Required work: Your job is to set down the listing again exactly as it stands.

Study material:

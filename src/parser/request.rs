//! Request line parsing and the resource path it yields.

use std::fmt;

use crate::parser::error::Error;

/// Resource served when the request targets the root (`GET / HTTP/1.x`).
pub const DEFAULT_RESOURCE: &str = "index.html";

const GET_MARKER: &[u8] = b"GET /";
const VERSION_MARKER: &[u8] = b" HTTP/1";
const QUERY_SEPARATOR: char = '?';

/// A file path relative to the server root, with any query string removed.
///
/// Never empty: a bare `/` target becomes [`DEFAULT_RESOURCE`].
#[derive(Debug, Clone, PartialEq, Eq)]
pub struct ResourcePath(String);

impl ResourcePath {
    /// Get the path as a string slice.
    pub fn as_str(&self) -> &str {
        &self.0
    }

    /// Check whether any `/`-separated segment of the path is `..`.
    pub fn has_parent_segment(&self) -> bool {
        self.0.split('/').any(|segment| segment == "..")
    }
}

impl fmt::Display for ResourcePath {
    fn fmt(&self, f: &mut fmt::Formatter<'_>) -> fmt::Result {
        f.write_str(&self.0)
    }
}

impl AsRef<str> for ResourcePath {
    fn as_ref(&self) -> &str {
        &self.0
    }
}

fn find(haystack: &[u8], needle: &[u8]) -> Option<usize> {
    haystack.windows(needle.len()).position(|window| window == needle)
}

/// Extract the resource path from a raw request buffer.
///
/// The path is whatever sits between `GET /` and ` HTTP/1` on the request
/// line. Anything from the first `?` onwards is dropped, and an empty path
/// maps to [`DEFAULT_RESOURCE`]. No further normalization happens here.
///
/// # Arguments
///
/// * `input` - The bytes received on the connection so far
///
/// # Returns
///
/// The resource path, or [`Error::NoRequest`] if either marker is absent
pub fn parse_request(input: &[u8]) -> Result<ResourcePath, Error> {
    // Only the first line carries the request target
    let line_end = input.iter().position(|&b| b == b'\n').unwrap_or(input.len());
    let line = &input[..line_end];

    let start = find(line, GET_MARKER).ok_or(Error::NoRequest("GET /"))? + GET_MARKER.len();
    let len = find(&line[start..], VERSION_MARKER).ok_or(Error::NoRequest(" HTTP/1"))?;

    let target = std::str::from_utf8(&line[start..start + len]).map_err(|_| Error::InvalidPath)?;
    let path = match target.split_once(QUERY_SEPARATOR) {
        Some((path, _query)) => path,
        None => target,
    };

    // `GET /?q=1` targets the root as well
    if path.is_empty() {
        return Ok(ResourcePath(DEFAULT_RESOURCE.to_string()));
    }

    Ok(ResourcePath(path.to_string()))
}

/// Check whether a buffer holds a complete request head.
///
/// A head is complete once the blank line that ends it has arrived, with
/// either `\r\n` or bare `\n` line endings.
pub fn is_complete(input: &[u8]) -> bool {
    find(input, b"\r\n\r\n").is_some() || find(input, b"\n\n").is_some()
}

Task result:
filename src/parser/request.rs
//! Request line parsing and the resource path it yields.

use std::fmt;

use crate::parser::error::Error;

/// Resource served when the request targets the root (`GET / HTTP/1.x`).
pub const DEFAULT_RESOURCE: &str = "index.html";

const GET_MARKER: &[u8] = b"GET /";
const VERSION_MARKER: &[u8] = b" HTTP/1";
const QUERY_SEPARATOR: char = '?';

/// A file path relative to the server root, with any query string removed.
///
/// Never empty: a bare `/` target becomes [`DEFAULT_RESOURCE`].
#[derive(Debug, Clone, PartialEq, Eq)]
pub struct ResourcePath(String);

impl ResourcePath {
    /// Get the path as a string slice.
    pub fn as_str(&self) -> &str {
        &self.0
    }

    /// Check whether any `/`-separated segment of the path is `..`.
    pub fn has_parent_segment(&self) -> bool {
        self.0.split('/').any(|segment| segment == "..")
    }
}

impl fmt::Display for ResourcePath {
    fn fmt(&self, f: &mut fmt::Formatter<'_>) -> fmt::Result {
        f.write_str(&self.0)
    }
}

impl AsRef<str> for ResourcePath {
    fn as_ref(&self) -> &str {
        &self.0
    }
}

fn find(haystack: &[u8], needle: &[u8]) -> Option<usize> {
    haystack.windows(needle.len()).position(|window| window == needle)
}

/// Extract the resource path from a raw request buffer.
///
/// The path is whatever sits between `GET /` and ` HTTP/1` on the request
/// line. Anything from the first `?` onwards is dropped, and an empty path
/// maps to [`DEFAULT_RESOURCE`]. No further normalization happens here.
///
/// # Arguments
///
/// * `input` - The bytes received on the connection so far
///
/// # Returns
///
/// The resource path, or [`Error::NoRequest`] if either marker is absent
pub fn parse_request(input: &[u8]) -> Result<ResourcePath, Error> {
    // Only the first line carries the request target
    let line_end = input.iter().position(|&b| b == b'\n').unwrap_or(input.len());
    let line = &input[..line_end];

    let start = find(line, GET_MARKER).ok_or(Error::NoRequest("GET /"))? + GET_MARKER.len();
    let len = find(&line[start..], VERSION_MARKER).ok_or(Error::NoRequest(" HTTP/1"))?;

    let target = std::str::from_utf8(&line[start..start + len]).map_err(|_| Error::InvalidPath)?;
    let path = match target.split_once(QUERY_SEPARATOR) {
        Some((path, _query)) => path,
        None => target,
    };

    // `GET /?q=1` targets the root as well
    if path.is_empty() {
        return Ok(ResourcePath(DEFAULT_RESOURCE.to_string()));
    }

    Ok(ResourcePath(path.to_string()))
}

/// Check whether a buffer holds a complete request head.
///
/// A head is complete once the blank line that ends it has arrived, with
/// either `\r\n` or bare `\n` line endings.
pub fn is_complete(input: &[u8]) -> bool {
    find(input, b"\r\n\r\n").is_some() || find(input, b"\n\n").is_some()
}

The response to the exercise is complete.